SB 1209 (Allen) – Examination of Insurers.
This bill changes “recommendations” into mandates. The effect of this change would create a pathway for binding rules that are not grounded in statute nor adopted through formal rulemaking. This bill is a power grab that will create uncertainty in the market as carriers will have no way of ensuring that they are complying with the law if the law can change on an examiner’s whim.
AB 1795 (Gipson) Smoke Damage Recovery Act.
AB 1795 introduces a comprehensive new framework governing wildfire smoke testing, remediation, and insurance claims handling. While intended to improve consistency and consumer outcomes, several provisions raise significant concerns for insurers related to contract certainty, retroactive application, operational feasibility, and cost escalation.
Bills We Support
AB 1726 (Calderon) Natural disasters: catastrophe savings accounts: personal income tax.

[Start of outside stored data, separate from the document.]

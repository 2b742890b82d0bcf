//! OpenAI-compatible HTTP surface for the gateway.
//!
//! Mounts the endpoint table under `/api/v0` and `/api/v1`, hosts the
//! realtime transcription WebSocket, and maps every failure onto the
//! structured error shape.

pub mod error;
pub mod handlers;
pub mod realtime;
pub mod server;

pub use server::{create_router, serve, ServerState};
//! Route-level tests against an in-process router with an empty catalog.

use std::sync::Arc;

use axum::body::Body;
use axum::http::{Method, Request, StatusCode};
use http_body_util::BodyExt;
use serde_json::{json, Value};
use tower::util::ServiceExt;

use lemonade_api::{create_router, ServerState};
use lemonade_catalog::ModelCatalog;
use lemonade_router::{Router, RouterConfig};

fn test_state() -> ServerState {
    // Point the cache root at a scratch directory once for the whole test
    // binary, before any hardware-probe cache write can happen.
    static SCRATCH: std::sync::Once = std::sync::Once::new();
    SCRATCH.call_once(|| {
        let dir = tempfile::tempdir().unwrap();
        std::env::set_var("LEMONADE_CACHE_DIR", dir.path());
        std::mem::forget(dir);
    });

    let catalog = Arc::new(ModelCatalog::from_values(json!({}), json!({})));
    let router = Arc::new(Router::new(catalog.clone(), RouterConfig::default()));
    ServerState::new(catalog, router)
}

async fn body_json(response: axum::response::Response) -> Value {
    let bytes = response.into_body().collect().await.unwrap().to_bytes();
    serde_json::from_slice(&bytes).unwrap()
}

#[tokio::test]
async fn health_is_served_under_both_prefixes() {
    for prefix in ["/api/v0", "/api/v1"] {
        let app = create_router(test_state());
        let response = app
            .oneshot(
                Request::builder()
                    .uri(format!("{prefix}/health"))
                    .body(Body::empty())
                    .unwrap(),
            )
            .await
            .unwrap();
        assert_eq!(response.status(), StatusCode::OK);

        let body = body_json(response).await;
        assert_eq!(body["status"], "ok");
        assert_eq!(body["loading"], false);
        assert!(body["pool_limits"]["llm"].is_number());
    }
}

#[tokio::test]
async fn preflight_answers_204_everywhere() {
    let app = create_router(test_state());
    let response = app
        .oneshot(
            Request::builder()
                .method(Method::OPTIONS)
                .uri("/api/v1/chat/completions")
                .body(Body::empty())
                .unwrap(),
        )
        .await
        .unwrap();
    assert_eq!(response.status(), StatusCode::NO_CONTENT);
    assert_eq!(
        response.headers()["access-control-allow-origin"],
        "*"
    );
}

#[tokio::test]
async fn models_list_is_openai_shaped() {
    let app = create_router(test_state());
    let response = app
        .oneshot(
            Request::builder()
                .uri("/api/v1/models?show_all=true")
                .body(Body::empty())
                .unwrap(),
        )
        .await
        .unwrap();
    assert_eq!(response.status(), StatusCode::OK);

    let body = body_json(response).await;
    assert_eq!(body["object"], "list");
    assert!(body["data"].is_array());
}

#[tokio::test]
async fn unknown_model_yields_structured_404() {
    let app = create_router(test_state());
    let response = app
        .oneshot(
            Request::builder()
                .uri("/api/v1/models/not-a-model")
                .body(Body::empty())
                .unwrap(),
        )
        .await
        .unwrap();
    assert_eq!(response.status(), StatusCode::NOT_FOUND);

    let body = body_json(response).await;
    assert_eq!(body["error"]["type"], "model_not_found");
    assert!(body["error"]["message"].as_str().unwrap().contains("not-a-model"));
}

#[tokio::test]
async fn chat_with_unknown_model_is_structured_error_not_a_crash() {
    let app = create_router(test_state());
    let response = app
        .oneshot(
            Request::builder()
                .method(Method::POST)
                .uri("/api/v1/chat/completions")
                .header("content-type", "application/json")
                .body(Body::from(
                    json!({
                        "model": "ghost",
                        "messages": [{"role": "user", "content": "hello"}]
                    })
                    .to_string(),
                ))
                .unwrap(),
        )
        .await
        .unwrap();
    assert_eq!(response.status(), StatusCode::NOT_FOUND);
    let body = body_json(response).await;
    assert!(body["error"]["message"].is_string());
}

#[tokio::test]
async fn load_of_unknown_model_is_404() {
    let app = create_router(test_state());
    let response = app
        .oneshot(
            Request::builder()
                .method(Method::POST)
                .uri("/api/v1/load")
                .header("content-type", "application/json")
                .body(Body::from(json!({"model_name": "ghost"}).to_string()))
                .unwrap(),
        )
        .await
        .unwrap();
    assert_eq!(response.status(), StatusCode::NOT_FOUND);
}

#[tokio::test]
async fn stats_start_empty() {
    let app = create_router(test_state());
    let response = app
        .oneshot(
            Request::builder()
                .uri("/api/v1/stats")
                .body(Body::empty())
                .unwrap(),
        )
        .await
        .unwrap();
    assert_eq!(response.status(), StatusCode::OK);
    let body = body_json(response).await;
    assert_eq!(body["totals"]["output_tokens"], 0);
}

AB 1726 would authorize California homeowners to establish a Catastrophe Savings Account (CSAs) within financial institutions. Funds deposited in these accounts would be exempt from state income tax. These CSAs will help Californians cover emergency-related expenses incurred due to damage to, or loss of, a home caused by a wildfire, flood, or earthquake that has been declared an emergency by the Governor. Californians should have access to all the available tools to assist with recovery after disaster. Allowing Californians to open a state income tax exempt account to prepare in advance for the future is a responsible financial step forward.

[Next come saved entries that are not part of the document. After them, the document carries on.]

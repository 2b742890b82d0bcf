//! stable-diffusion.cpp adapter.
//!
//! Image generation has no long-running server: every request spawns the
//! `sd` CLI with a per-request output path, reads the image back, and
//! returns it base64-encoded. The adapter therefore never enters the
//! router's loaded-backend table.

use std::path::PathBuf;

use async_trait::async_trait;
use base64::Engine;
use serde_json::{json, Value};

use lemonade_client::HttpClient;
use lemonade_core::model::{ModelDescriptor, Recipe};
use lemonade_core::{paths, Error, Result, SharedTelemetry};

use crate::backend::{ImageBackend, LoadOptions, WrappedBackend};
use crate::install;

const DEFAULT_VERSION: &str = "master-2c39fd0";

pub struct SdBackend {
    client: HttpClient,
    telemetry: SharedTelemetry,
    model_path: Option<PathBuf>,
    keep_output_files: bool,
}

impl SdBackend {
    pub fn new() -> Self {
        Self {
            client: HttpClient::new(),
            telemetry: SharedTelemetry::new(),
            model_path: None,
            keep_output_files: false,
        }
    }

    async fn resolve_executable(&self) -> Result<PathBuf> {
        if let Some(path) = install::env_override("LEMONADE_SD_BIN") {
            return Ok(path);
        }
        let version = install::pinned_version("sd-cpp", DEFAULT_VERSION);
        let url = format!(
            "https://github.com/leejet/stable-diffusion.cpp/releases/download/{version}/sd-{}-x64.zip",
            if cfg!(windows) { "win" } else { "linux" }
        );
        let exe = if cfg!(windows) { "sd.exe" } else { "sd" };
        install::ensure_archive_installed(&self.client, "sd-cpp", &version, &url, exe).await
    }

    /// SD snapshots hold the weights somewhere inside the repo; find the
    /// first weight file when the resolved path is a directory.
    fn locate_weights(resolved: &PathBuf) -> Option<PathBuf> {
        if resolved.is_file() {
            return Some(resolved.clone());
        }
        let mut candidates: Vec<PathBuf> = Vec::new();
        collect_weight_files(resolved, &mut candidates);
        candidates.sort();
        candidates.into_iter().next()
    }
}

fn collect_weight_files(dir: &PathBuf, out: &mut Vec<PathBuf>) {
    let Ok(entries) = std::fs::read_dir(dir) else {
        return;
    };
    for entry in entries.flatten() {
        let path = entry.path();
        if path.is_dir() {
            collect_weight_files(&path, out);
        } else if let Some(ext) = path.extension().and_then(|e| e.to_str()) {
            if matches!(ext, "safetensors" | "gguf" | "ckpt") {
                out.push(path);
            }
        }
    }
}

impl Default for SdBackend {
    fn default() -> Self {
        Self::new()
    }
}

#[async_trait]
impl WrappedBackend for SdBackend {
    fn name(&self) -> &str {
        "sd"
    }

    fn recipe(&self) -> Recipe {
        Recipe::SdCpp
    }

    async fn install(&self) -> Result<()> {
        self.resolve_executable().await.map(|_| ())
    }

    async fn load(&mut self, descriptor: &ModelDescriptor, options: &LoadOptions) -> Result<()> {
        self.resolve_executable().await?;
        let resolved = descriptor
            .resolved_path
            .clone()
            .filter(|p| p.exists())
            .ok_or_else(|| {
                Error::validation(format!(
                    "image model {} has no files on disk; pull it first",
                    descriptor.name
                ))
            })?;
        self.model_path = Self::locate_weights(&resolved).or(Some(resolved));
        self.keep_output_files = options.keep_image_files;
        Ok(())
    }

    async fn unload(&self) {
        // Nothing to stop: generation is per-request and the adapter never
        // enters the loaded-backend table.
    }

    fn base_url(&self) -> Option<String> {
        None
    }

    fn telemetry(&self) -> SharedTelemetry {
        self.telemetry.clone()
    }

    async fn is_running(&self) -> bool {
        self.model_path.is_some()
    }

    fn as_image(&self) -> Option<&dyn ImageBackend> {
        Some(self)
    }
}

#[async_trait]
impl ImageBackend for SdBackend {
    async fn generate(&self, request: &Value) -> Result<Value> {
        let model = self
            .model_path
            .clone()
            .ok_or_else(|| Error::model_not_loaded("sd"))?;

        let prompt = request
            .get("prompt")
            .and_then(Value::as_str)
            .filter(|p| !p.is_empty())
            .ok_or_else(|| Error::validation("image generation requires a 'prompt'"))?;

        let exe = self.resolve_executable().await?;

        let output_dir = paths::cache_dir().join("image_output");
        std::fs::create_dir_all(&output_dir)?;
        let output = output_dir.join(format!("{}.png", uuid::Uuid::new_v4()));

        let mut args: Vec<String> = vec![
            "--model".into(),
            model.display().to_string(),
            "--prompt".into(),
            prompt.to_string(),
            "--output".into(),
            output.display().to_string(),
        ];
        if let Some(size) = request.get("size").and_then(Value::as_str) {
            if let Some((w, h)) = size.split_once('x') {
                args.extend(["-W".into(), w.to_string(), "-H".into(), h.to_string()]);
            }
        }
        if let Some(steps) = request.get("steps").and_then(Value::as_u64) {
            args.extend(["--steps".into(), steps.to_string()]);
        }
        if let Some(cfg) = request.get("cfg_scale").and_then(Value::as_f64) {
            args.extend(["--cfg-scale".into(), cfg.to_string()]);
        }
        if let Some(seed) = request.get("seed").and_then(Value::as_i64) {
            args.extend(["--seed".into(), seed.to_string()]);
        }

        let exit = lemonade_client::run_with_output(&exe, &args, |line| {
            tracing::debug!(target: "sd", "{line}");
            true
        })
        .await?;
        if exit != 0 {
            return Err(Error::process(format!(
                "image generation failed with exit code {exit}"
            )));
        }

        let bytes = std::fs::read(&output)
            .map_err(|e| Error::process(format!("sd produced no output image: {e}")))?;
        if !self.keep_output_files {
            let _ = std::fs::remove_file(&output);
        }

        let b64 = base64::engine::general_purpose::STANDARD.encode(&bytes);
        Ok(json!({
            "created": chrono::Utc::now().timestamp(),
            "data": [ { "b64_json": b64 } ],
        }))
    }
}

#[cfg(test)]
mod tests {
    use super::*;

    #[test]
    fn test_locate_weights_prefers_files_inside_snapshot() {
        let dir = tempfile::tempdir().unwrap();
        std::fs::create_dir_all(dir.path().join("unet")).unwrap();
        std::fs::write(dir.path().join("unet/model.safetensors"), b"w").unwrap();
        std::fs::write(dir.path().join("README.md"), b"doc").unwrap();

        let found = SdBackend::locate_weights(&dir.path().to_path_buf()).unwrap();
        assert!(found.ends_with("unet/model.safetensors"));
    }

    #[tokio::test]
    async fn test_generate_without_prompt_is_rejected() {
        let mut backend = SdBackend::new();
        backend.model_path = Some(PathBuf::from("/tmp/model.safetensors"));
        let err = backend.generate(&json!({})).await.unwrap_err();
        assert!(matches!(err, Error::Validation(_)));
    }
}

SB 894 (Allen) Wildfire resiliency: financial assistance.
SB 894 would establish the California Wildfire Resilience Loan Program, administered by the California Alternative Energy and Advanced Transportation Financing Authority (CAEATFA) and modeled after the state’s successful GoGreen financing platform. SB 894 creates a state-backed loan loss reserve that can leverage public dollars at roughly 10-to-1, unlock private capital, reduce interest rates, and finance home hardening and defensible space improvements for residential and small business properties.

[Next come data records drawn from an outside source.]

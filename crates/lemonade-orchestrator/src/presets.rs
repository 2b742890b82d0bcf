//! Platform preset resolution.
//!
//! `resources/platform_presets.json` holds an ordered list of presets, each
//! with match predicates against the machine's supported backends, the
//! orchestrator model to use, and the endpoint models that satisfy each
//! tool. Matching is first-hit in file order.

use std::collections::BTreeMap;

use serde::{Deserialize, Serialize};

use lemonade_core::hardware::HardwareInfo;
use lemonade_core::model::Recipe;
use lemonade_core::{paths, Error, Result};

/// Match predicates: each named backend flavor must be supported.
#[derive(Debug, Clone, Default, Serialize, Deserialize)]
pub struct PresetMatch {
    #[serde(default, skip_serializing_if = "Option::is_none")]
    pub llamacpp_backend: Option<String>,
    #[serde(default, skip_serializing_if = "Option::is_none")]
    pub flm_backend: Option<String>,
}

/// One platform preset.
#[derive(Debug, Clone, Default, Serialize, Deserialize)]
pub struct Preset {
    pub name: String,
    #[serde(default)]
    pub description: String,
    #[serde(rename = "match", default)]
    pub predicates: PresetMatch,
    #[serde(default)]
    pub orchestrator_model: String,
    /// endpoint key (transcription, image_generation, tts, embeddings,
    /// reranking) → model name.
    #[serde(default)]
    pub endpoint_models: BTreeMap<String, String>,
}

#[derive(Debug, Clone, Deserialize)]
struct PresetsFile {
    presets: Vec<Preset>,
}

/// Load the ordered preset list from the resource file.
pub fn load_presets() -> Result<Vec<Preset>> {
    let path = paths::resource_path("resources/platform_presets.json");
    let data = std::fs::read_to_string(&path).map_err(|e| {
        Error::config(format!(
            "could not open platform_presets.json at {}: {e}",
            path.display()
        ))
    })?;
    let file: PresetsFile = serde_json::from_str(&data)
        .map_err(|e| Error::config(format!("invalid platform_presets.json: {e}")))?;
    Ok(file.presets)
}

/// Walk the presets in order; first preset whose every predicate matches a
/// supported backend wins.
pub fn match_preset(presets: &[Preset], hardware: &HardwareInfo) -> Option<Preset> {
    let llamacpp = hardware.supported_backends(Recipe::LlamaCpp).backends;
    let flm = hardware.supported_backends(Recipe::Flm).backends;

    presets
        .iter()
        .find(|preset| {
            if let Some(required) = &preset.predicates.llamacpp_backend {
                if !llamacpp.contains(required) {
                    return false;
                }
            }
            if let Some(required) = &preset.predicates.flm_backend {
                if !flm.contains(required) {
                    return false;
                }
            }
            true
        })
        .cloned()
}

/// Look a preset up by name (per-request override).
pub fn preset_by_name(presets: &[Preset], name: &str) -> Option<Preset> {
    presets.iter().find(|p| p.name == name).cloned()
}

#[cfg(test)]
mod tests {
    use super::*;

    fn hardware(npu: bool) -> HardwareInfo {
        HardwareInfo {
            cpu_brand: "test".into(),
            physical_memory_gb: 32.0,
            npu_available: npu,
            os: "linux".into(),
        }
    }

    fn presets() -> Vec<Preset> {
        serde_json::from_value::<Vec<Preset>>(serde_json::json!([
            {
                "name": "ryzen-ai",
                "match": {"flm_backend": "npu"},
                "orchestrator_model": "Qwen3-8B-FLM",
                "endpoint_models": {"transcription": "Whisper-Base"}
            },
            {
                "name": "generic-cpu",
                "match": {"llamacpp_backend": "cpu"},
                "orchestrator_model": "Qwen3-4B-GGUF",
                "endpoint_models": {"embeddings": "nomic-embed-v1"}
            }
        ]))
        .unwrap()
    }

    #[test]
    fn test_first_hit_wins_with_npu() {
        if std::env::var("RYZENAI_SKIP_PROCESSOR_CHECK").is_ok() {
            return;
        }
        let hit = match_preset(&presets(), &hardware(true)).unwrap();
        assert_eq!(hit.name, "ryzen-ai");
    }

    #[test]
    fn test_falls_through_without_npu() {
        if std::env::var("RYZENAI_SKIP_PROCESSOR_CHECK").is_ok() {
            return;
        }
        let hit = match_preset(&presets(), &hardware(false)).unwrap();
        assert_eq!(hit.name, "generic-cpu");
    }

    #[test]
    fn test_preset_by_name() {
        assert!(preset_by_name(&presets(), "generic-cpu").is_some());
        assert!(preset_by_name(&presets(), "nope").is_none());
    }
}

SB 911 (Becker) Transfer of real property: fire hazard severity zones: compliance documentation.
SB 911 closes a gap in existing law by ensuring that the appropriate enforcement entity is notified when a buyer and seller enter into a pre-sale agreement to comply with defensible space requirements. In addition, SB 911 requires a follow-up inspection by the local fire enforcement agency within one year of the sale to confirm that the property meets defensible space standards for fire protection.
SB 988 (Grayson) California Motor Vehicle Glass Act.
Modern motor vehicle glass relies on advanced technologies like ADAS, making proper installation and calibration essential for safety. However, practices such as Assignment of Benefits (AOB), inducements, and aggressive marketing have led to risks including improper calibration, unnecessary replacements, inflated claims, and reduced consumer transparency, driving up litigation and insurance costs. SB 988 addresses these issues by prohibiting AOB for glass repair, requiring ADAS calibration disclosure and verification, mandating clear estimates and invoices, eliminating steering incentives, and preserving consumer choice. These reforms strengthen consumer protections, improve safety, and help control costs.
SB 1162 (Alvarado-Gil) Wildfire and Forest Resilience Task Force: FAIR Plan policies: wildland-urban interface.
SB 1162 would require the Department of Forestry and Fire Protection, in consultation with the Department of Insurance and the California FAIR Plan Association, to make recommendations to prioritize state efforts to reduce wildfire hazards in the wildland-urban interface identified in the Wildfire and Forest Resilience Action Plan for ZIP codes that have seen the largest increases in FAIR Plan policies sold since 2019.